O ano letivo mal havia começado nos afluentes do Tapajós, quando cerca de 70 professores indígenas da etnia Munduruku ouviram seus nomes nos rádios das aldeias. A ordem era para que deixassem as escolas. Estavam despedidos e centenas de alunos ficariam sem aulas por tempo indeterminado. Após o comunicado, educadores começaram a descer das aldeias até a cidade para exigir recontratação. A mobilização culminou no trancamento da Secretaria Municipal de Educação, Cultura e Desporto (SEMECD) de Jacareacanga, oeste do Pará, fechada pelos educadores desde segunda-feira, dia 10.
Eles exigem readmissão imediata de 70 professores, demitidos no final de fevereiro pela prefeitura, cobram a saída do secretário e melhorias na educação: “Nós, povo Munduruku, queremos respeito. Nós não somos analfabetos, somos educadores. Queremos a demissão do secretário de educação já. Fora Pedro Lúcio! Fora! Fora! Queremos uma educação de qualidade!
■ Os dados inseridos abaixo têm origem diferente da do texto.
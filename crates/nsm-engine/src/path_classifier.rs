//! Path classification: which side of the application does a file belong
//! to, and where is the extension root it should be relocated under?
//!
//! Legacy trees are not perfectly regular (files sit under `tmpl/`, nested
//! nonstandard folders), so single-level lookups are backed by a full-path
//! fallback scan. Classification never fails; it degrades to [`ApplicationSide::Site`].

use nsm_foundation::model::ApplicationSide;

/// Folder names recognized as side containment roots
const CONTAINMENT_FOLDERS: [&str; 6] = [
    "admin",
    "administrator",
    "backend",
    "site",
    "frontend",
    "api",
];

/// Prefix marking a component root folder, e.g. `com_example`
const COMPONENT_MARKER: &str = "com_";

fn normalize(path: &str) -> String {
    path.replace('\\', "/")
}

fn is_containment(folder: &str) -> bool {
    CONTAINMENT_FOLDERS
        .iter()
        .any(|known| folder.eq_ignore_ascii_case(known))
}

fn is_component_root(folder: &str) -> bool {
    folder.starts_with(COMPONENT_MARKER)
}

fn side_from_folder(folder: &str) -> Option<ApplicationSide> {
    match folder.trim().to_ascii_lowercase().as_str() {
        "admin" | "administrator" | "backend" => Some(ApplicationSide::Administrator),
        "site" | "frontend" => Some(ApplicationSide::Site),
        "api" => Some(ApplicationSide::Api),
        _ => None,
    }
}

/// Determine which application side a file belongs to.
///
/// Inspects path segments from the filename outward: the immediate
/// containing folder is skipped (it is implied by the class's own naming),
/// unless it is itself a containment folder or a component root, in which
/// case it is kept, since legacy display controllers sit directly in the
/// side folder. One further folder is skipped past a component root. When
/// the resulting folder is not recognized, a fallback scan walks all
/// ancestor segments; the final fallback is `Site`.
pub fn application_side(path: &str) -> ApplicationSide {
    let full_path = normalize(path);
    let mut bits: Vec<&str> = full_path.split('/').collect();

    // The filename
    bits.pop();

    // The immediate folder is implied by the class name, unless it is a
    // containment or component folder in its own right.
    if let Some(immediate) = bits.pop() {
        if is_containment(immediate) || is_component_root(immediate) {
            bits.push(immediate);
        }
    }

    let mut parent = bits.pop();

    // A component root stands for the component, not a side; skip one
    // further folder.
    if parent.is_some_and(is_component_root) {
        bits.pop();
        parent = bits.pop();
    }

    if let Some(side) = parent.and_then(side_from_folder) {
        return side;
    }

    // No idea where we are. Walk back through every ancestor until one of
    // the recognized folders shows up.
    let mut bits: Vec<&str> = full_path.split('/').collect();
    while let Some(last) = bits.pop() {
        if !is_containment(last) {
            continue;
        }
        if let Some(side) = side_from_folder(last) {
            return side;
        }
    }

    ApplicationSide::Site
}

/// Find the filesystem folder representing this side's portion of the
/// component: the extension root.
///
/// Walks up to three ancestor segments above the file looking for a
/// component root marker or a recognized containment folder, and returns
/// the path truncated to and including that segment. `None` means "do not
/// relocate": callers must skip the file move rather than guess.
pub fn extension_root_folder(path: &str) -> Option<String> {
    let full_path = normalize(path);
    let mut bits: Vec<&str> = full_path.split('/').collect();

    // The filename
    bits.pop()?;

    for _ in 0..3 {
        let last = bits.pop()?;

        if is_component_root(last) || is_containment(last) {
            bits.push(last);
            return Some(bits.join("/"));
        }
    }

    None
}
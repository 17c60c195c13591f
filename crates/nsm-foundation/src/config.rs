//! Configuration surface for a migration run
//!
//! Rule authoring lives with the caller; this module only defines the shape
//! of a run's settings and a loader that layers a TOML file under
//! `NSMIGRATE_*` environment overrides.

use crate::error::{MigrateError, MigrateResult};
use crate::model::LegacyPrefixRule;
use figment::providers::{Env, Format, Serialized, Toml};
use figment::Figment;
use serde::{Deserialize, Serialize};
use std::path::Path;

/// Settings for one migration invocation
#[derive(Debug, Clone, Serialize, Deserialize)]
pub struct MigrationSettings {
    /// Ordered legacy-prefix rules; first match wins
    #[serde(default)]
    pub rules: Vec<LegacyPrefixRule>,

    /// Prefer `use` imports over fully qualified references during the
    /// reference pass; when set, redundant imports of renamed symbols are
    /// removed
    #[serde(default)]
    pub prefer_imports: bool,

    /// Directory holding the `_classmap.json` sidecar artifact
    #[serde(default = "default_classmap_dir")]
    pub classmap_dir: String,

    /// Logging configuration
    #[serde(default)]
    pub logging: LoggingSettings,
}

impl Default for MigrationSettings {
    fn default() -> Self {
        Self {
            rules: Vec::new(),
            prefer_imports: false,
            classmap_dir: default_classmap_dir(),
            logging: LoggingSettings::default(),
        }
    }
}

fn default_classmap_dir() -> String {
    ".".to_string()
}

/// Logging level and output format
#[derive(Debug, Clone, Serialize, Deserialize)]
pub struct LoggingSettings {
    /// Log level (trace, debug, info, warn, error)
    #[serde(default = "default_log_level")]
    pub level: String,

    /// Output format
    #[serde(default)]
    pub format: LogFormat,
}

impl Default for LoggingSettings {
    fn default() -> Self {
        Self {
            level: default_log_level(),
            format: LogFormat::default(),
        }
    }
}

fn default_log_level() -> String {
    "info".to_string()
}

#[derive(Debug, Clone, Default, PartialEq, Eq, Serialize, Deserialize)]
#[serde(rename_all = "lowercase")]
pub enum LogFormat {
    Json,
    #[default]
    Pretty,
}

impl MigrationSettings {
    /// Load settings from an optional TOML file plus the environment.
    ///
    /// Precedence, lowest to highest: built-in defaults, the TOML file,
    /// `NSMIGRATE_*` environment variables.
    pub fn load(config_file: Option<&Path>) -> MigrateResult<Self> {
        let mut figment = Figment::from(Serialized::defaults(Self::default()));

        if let Some(path) = config_file {
            figment = figment.merge(Toml::file(path));
        }

        figment
            .merge(Env::prefixed("NSMIGRATE_").split("__"))
            .extract()
            .map_err(|err| MigrateError::config(err.to_string()))
    }
}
Queremos respeito, secretário!”, diz a carta pública apresentada pelos indígenas.
Ouça a carta com as demandas dos Munduruku
Eles cobram também a presença de várias instituições em Jacareacanga, como a Fundação Nacional do Índio de Brasília, Ministério da Educação, Ministério Público Federal e Ministério Público do Trabalho.
Achamos isso um desrespeito com os direitos dos povos indígenas. Queremos o retorno imediato dos professores para as aulas |
Demissão seletiva
Os indígenas denunciam que apenas os professores indígenas foram demitidos, enquanto os não-índigenas na mesma situação continuarão dando aulas. Além disso, dizem que os novos professores não dominam as disciplinas, principalmente as de artes, língua materna, cultura indígena, e muitas vezes não sabem falar munduruku, deixando vários alunos sem entender as aulas. “Achamos isso um desrespeito com os direitos dos povos indígenas. Queremos o retorno imediato dos professores para as aulas”, afirma Paigomuyatpu Manhuary, ex-professor do 4º ano de ensino geral na aldeia Caroçal Rio das Tropas.
“É a primeira vez que isso acontece. Desde 2007 que eles trabalhavam. A gente quer que eles recontratem os professores. Reunimos, reunimos e não definiram nada. Aí fechamos a Secretária. Vai ficar fechada até eles resolverem isso”, explica Kabaiwun Kaba, membro do Movimento Munduruku Ipereg Ayu.
A maioria dos professores demitidos faz parte do projeto Ibaorebu, coordenado por André Ramos, indigenista e historiador. O curso técnico de oito anos tem como objetivo formar os indígenas em três áreas: enfermagem, magistério e agroecologia, o que possibilitaria a contratação dos mesmos. A primeira turma iria concluir o curso no início deste ano, porém houve atraso na oferta das disciplinas, o que fez com que o término fosse adiado para o final do ano.
Demitiram só os professores do Ibaorebu. A gente acha que isso é pra intimidar a gente. Agora várias aldeias estão todas sem aula |
Paigomuyatpu acredita que a decisão da Prefeitura é uma retaliação à fiscalização realizada em janeiro pelos Munduruku nos garimpos localizados em terras indígenas. Na ação, vários garimpeiros não-indígenas foram expulsos, e os maquinários, apreendidos. “Demitiram só os professores do Ibaorebu. A gente acha que isso é pra intimidar a gente por causa da fiscalização. Agora várias aldeias estão todas sem aula. Eu já falei para alguns vereadores: Se vocês não resolverem isso, não teremos mais acordo nenhum”, concluiu Paigomuyatpu Manhuary por telefone.
A prefeitura nega perseguições. Segundo João Kaba, coordenador de educação Indígena do município, a motivação da prefeitura para as demissões é a falta de formação dos professores: “Eles não tem curso superior, só fundamental. Eles não são concursados, são temporários. Todo final de ano acaba os contratos e esse ano não renovamos com eles. Vamos fazer a substituição”.